**Your instructions**.
Extract each line holding the word "steady" from the entries.

### Records supplied ###

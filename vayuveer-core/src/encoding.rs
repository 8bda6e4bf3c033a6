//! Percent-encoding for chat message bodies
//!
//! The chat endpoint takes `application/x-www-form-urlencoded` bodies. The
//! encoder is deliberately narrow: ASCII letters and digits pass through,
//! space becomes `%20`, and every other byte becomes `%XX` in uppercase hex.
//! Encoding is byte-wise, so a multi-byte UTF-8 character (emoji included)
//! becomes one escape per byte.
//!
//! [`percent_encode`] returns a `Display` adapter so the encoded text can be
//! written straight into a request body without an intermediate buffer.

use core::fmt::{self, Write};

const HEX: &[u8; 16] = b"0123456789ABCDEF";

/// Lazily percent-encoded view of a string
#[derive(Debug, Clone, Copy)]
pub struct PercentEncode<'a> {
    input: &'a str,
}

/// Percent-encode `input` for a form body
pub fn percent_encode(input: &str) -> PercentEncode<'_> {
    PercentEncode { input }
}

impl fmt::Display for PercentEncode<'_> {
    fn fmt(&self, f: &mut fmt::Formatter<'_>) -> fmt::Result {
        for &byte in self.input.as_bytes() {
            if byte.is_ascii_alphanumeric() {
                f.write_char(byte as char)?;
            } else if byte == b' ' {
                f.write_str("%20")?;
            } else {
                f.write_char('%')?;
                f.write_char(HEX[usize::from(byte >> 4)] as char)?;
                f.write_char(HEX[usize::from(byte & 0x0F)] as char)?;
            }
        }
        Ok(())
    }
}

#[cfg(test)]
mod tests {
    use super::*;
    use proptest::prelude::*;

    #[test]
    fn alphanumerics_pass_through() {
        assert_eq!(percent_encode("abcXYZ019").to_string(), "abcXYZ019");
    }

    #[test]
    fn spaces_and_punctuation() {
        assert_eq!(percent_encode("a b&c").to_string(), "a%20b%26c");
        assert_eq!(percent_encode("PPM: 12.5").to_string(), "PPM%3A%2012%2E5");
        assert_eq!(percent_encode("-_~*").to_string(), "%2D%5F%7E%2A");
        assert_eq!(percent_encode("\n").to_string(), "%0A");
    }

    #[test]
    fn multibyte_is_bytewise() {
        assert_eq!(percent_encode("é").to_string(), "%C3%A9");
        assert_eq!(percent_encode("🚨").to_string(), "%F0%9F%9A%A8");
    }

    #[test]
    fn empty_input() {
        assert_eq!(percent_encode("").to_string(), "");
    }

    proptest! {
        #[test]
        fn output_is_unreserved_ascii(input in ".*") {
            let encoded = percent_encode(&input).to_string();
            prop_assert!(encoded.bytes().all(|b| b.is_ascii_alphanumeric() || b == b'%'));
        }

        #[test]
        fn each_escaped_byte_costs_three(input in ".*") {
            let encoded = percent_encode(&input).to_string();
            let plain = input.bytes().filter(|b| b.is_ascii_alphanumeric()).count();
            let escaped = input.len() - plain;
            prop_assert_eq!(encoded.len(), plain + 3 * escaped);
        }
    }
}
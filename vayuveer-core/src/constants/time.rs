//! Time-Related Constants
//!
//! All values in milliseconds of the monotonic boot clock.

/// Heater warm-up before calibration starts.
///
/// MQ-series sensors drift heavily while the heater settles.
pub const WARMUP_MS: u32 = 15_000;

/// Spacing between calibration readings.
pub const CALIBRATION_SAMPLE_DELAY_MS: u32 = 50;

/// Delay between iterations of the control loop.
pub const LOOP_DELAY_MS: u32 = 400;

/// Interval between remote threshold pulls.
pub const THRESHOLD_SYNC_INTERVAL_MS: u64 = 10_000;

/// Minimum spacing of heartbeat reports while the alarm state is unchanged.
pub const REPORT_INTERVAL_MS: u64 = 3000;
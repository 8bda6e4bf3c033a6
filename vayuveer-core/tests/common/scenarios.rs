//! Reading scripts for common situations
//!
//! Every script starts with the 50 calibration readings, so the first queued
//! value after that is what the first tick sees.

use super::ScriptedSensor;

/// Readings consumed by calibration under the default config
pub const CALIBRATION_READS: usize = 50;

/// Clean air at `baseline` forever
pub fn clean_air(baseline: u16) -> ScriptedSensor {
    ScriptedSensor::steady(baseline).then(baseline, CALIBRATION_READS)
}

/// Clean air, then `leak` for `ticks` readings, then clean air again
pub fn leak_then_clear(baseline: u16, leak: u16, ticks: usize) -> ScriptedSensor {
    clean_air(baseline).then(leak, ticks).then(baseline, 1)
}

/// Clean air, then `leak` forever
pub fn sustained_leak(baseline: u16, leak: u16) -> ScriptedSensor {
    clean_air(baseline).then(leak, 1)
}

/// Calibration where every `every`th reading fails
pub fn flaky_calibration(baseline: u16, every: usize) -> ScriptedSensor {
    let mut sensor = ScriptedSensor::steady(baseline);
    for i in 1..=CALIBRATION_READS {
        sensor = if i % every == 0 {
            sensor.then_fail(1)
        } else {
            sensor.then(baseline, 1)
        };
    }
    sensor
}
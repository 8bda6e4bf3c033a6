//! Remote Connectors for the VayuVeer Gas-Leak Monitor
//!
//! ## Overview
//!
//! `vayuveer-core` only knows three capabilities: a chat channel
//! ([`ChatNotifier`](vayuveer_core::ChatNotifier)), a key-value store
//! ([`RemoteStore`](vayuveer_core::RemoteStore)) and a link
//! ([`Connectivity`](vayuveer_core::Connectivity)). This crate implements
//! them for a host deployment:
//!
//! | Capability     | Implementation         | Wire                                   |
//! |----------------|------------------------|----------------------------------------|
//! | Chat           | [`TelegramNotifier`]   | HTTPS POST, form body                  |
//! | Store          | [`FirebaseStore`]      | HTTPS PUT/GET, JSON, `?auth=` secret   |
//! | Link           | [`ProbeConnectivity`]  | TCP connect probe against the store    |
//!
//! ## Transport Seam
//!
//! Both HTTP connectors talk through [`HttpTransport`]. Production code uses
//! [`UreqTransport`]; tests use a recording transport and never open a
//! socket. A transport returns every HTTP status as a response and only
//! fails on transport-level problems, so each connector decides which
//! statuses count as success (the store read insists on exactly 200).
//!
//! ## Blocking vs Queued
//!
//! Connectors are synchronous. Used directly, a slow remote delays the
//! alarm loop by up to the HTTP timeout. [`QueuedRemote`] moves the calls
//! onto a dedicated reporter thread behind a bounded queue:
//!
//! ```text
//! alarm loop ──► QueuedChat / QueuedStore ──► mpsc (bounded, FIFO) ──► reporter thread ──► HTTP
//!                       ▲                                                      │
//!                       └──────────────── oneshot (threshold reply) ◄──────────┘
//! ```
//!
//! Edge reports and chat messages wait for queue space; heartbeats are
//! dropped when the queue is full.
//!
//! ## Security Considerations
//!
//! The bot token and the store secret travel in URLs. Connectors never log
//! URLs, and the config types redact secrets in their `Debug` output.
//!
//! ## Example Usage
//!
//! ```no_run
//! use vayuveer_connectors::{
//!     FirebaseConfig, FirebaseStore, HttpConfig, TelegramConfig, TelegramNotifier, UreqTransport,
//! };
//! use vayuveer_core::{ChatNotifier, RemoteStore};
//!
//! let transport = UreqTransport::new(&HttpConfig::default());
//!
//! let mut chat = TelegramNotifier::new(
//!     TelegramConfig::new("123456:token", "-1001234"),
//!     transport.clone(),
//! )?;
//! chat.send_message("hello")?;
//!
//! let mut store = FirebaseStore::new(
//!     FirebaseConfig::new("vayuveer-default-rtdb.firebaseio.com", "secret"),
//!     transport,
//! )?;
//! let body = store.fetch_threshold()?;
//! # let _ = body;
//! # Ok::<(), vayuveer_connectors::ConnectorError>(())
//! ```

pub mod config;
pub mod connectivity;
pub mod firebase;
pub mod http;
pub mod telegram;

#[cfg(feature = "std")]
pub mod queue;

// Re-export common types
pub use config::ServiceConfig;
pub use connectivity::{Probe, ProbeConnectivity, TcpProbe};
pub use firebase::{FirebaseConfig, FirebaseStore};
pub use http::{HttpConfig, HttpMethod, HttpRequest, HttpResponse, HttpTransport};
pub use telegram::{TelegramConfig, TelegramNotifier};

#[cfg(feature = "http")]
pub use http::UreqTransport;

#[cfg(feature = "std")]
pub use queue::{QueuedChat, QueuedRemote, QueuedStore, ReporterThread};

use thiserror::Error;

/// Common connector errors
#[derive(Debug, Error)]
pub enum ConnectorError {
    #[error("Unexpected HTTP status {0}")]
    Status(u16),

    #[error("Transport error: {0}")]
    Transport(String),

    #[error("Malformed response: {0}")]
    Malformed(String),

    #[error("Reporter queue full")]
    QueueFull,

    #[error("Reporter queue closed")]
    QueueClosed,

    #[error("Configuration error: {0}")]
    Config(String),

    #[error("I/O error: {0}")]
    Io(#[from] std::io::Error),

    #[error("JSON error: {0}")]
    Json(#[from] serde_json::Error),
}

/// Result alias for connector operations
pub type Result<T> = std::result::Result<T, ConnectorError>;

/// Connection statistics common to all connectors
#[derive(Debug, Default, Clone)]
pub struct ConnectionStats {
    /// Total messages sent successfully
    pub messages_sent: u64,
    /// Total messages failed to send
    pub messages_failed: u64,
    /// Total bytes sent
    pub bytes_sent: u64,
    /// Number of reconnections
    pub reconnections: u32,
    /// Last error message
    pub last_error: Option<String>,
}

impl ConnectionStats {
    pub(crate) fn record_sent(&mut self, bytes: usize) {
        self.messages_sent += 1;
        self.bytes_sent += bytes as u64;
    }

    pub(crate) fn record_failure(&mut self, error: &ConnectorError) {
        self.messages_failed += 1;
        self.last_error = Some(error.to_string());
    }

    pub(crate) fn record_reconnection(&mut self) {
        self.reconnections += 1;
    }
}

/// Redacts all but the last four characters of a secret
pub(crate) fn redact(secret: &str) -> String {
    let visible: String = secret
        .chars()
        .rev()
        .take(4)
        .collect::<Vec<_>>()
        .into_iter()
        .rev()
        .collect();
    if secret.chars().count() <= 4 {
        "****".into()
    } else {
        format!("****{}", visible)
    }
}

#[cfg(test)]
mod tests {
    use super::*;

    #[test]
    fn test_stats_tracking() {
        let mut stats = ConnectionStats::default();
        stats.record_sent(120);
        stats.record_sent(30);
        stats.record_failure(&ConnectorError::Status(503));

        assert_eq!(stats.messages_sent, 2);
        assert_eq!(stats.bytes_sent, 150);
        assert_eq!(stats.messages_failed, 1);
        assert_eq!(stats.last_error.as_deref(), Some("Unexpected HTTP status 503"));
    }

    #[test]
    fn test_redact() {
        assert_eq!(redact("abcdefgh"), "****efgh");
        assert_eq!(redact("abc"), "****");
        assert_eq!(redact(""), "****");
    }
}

###

**Output for this exercise**.
    ScriptedSensor::steady(baseline).then(baseline, CALIBRATION_READS)
    let mut sensor = ScriptedSensor::steady(baseline);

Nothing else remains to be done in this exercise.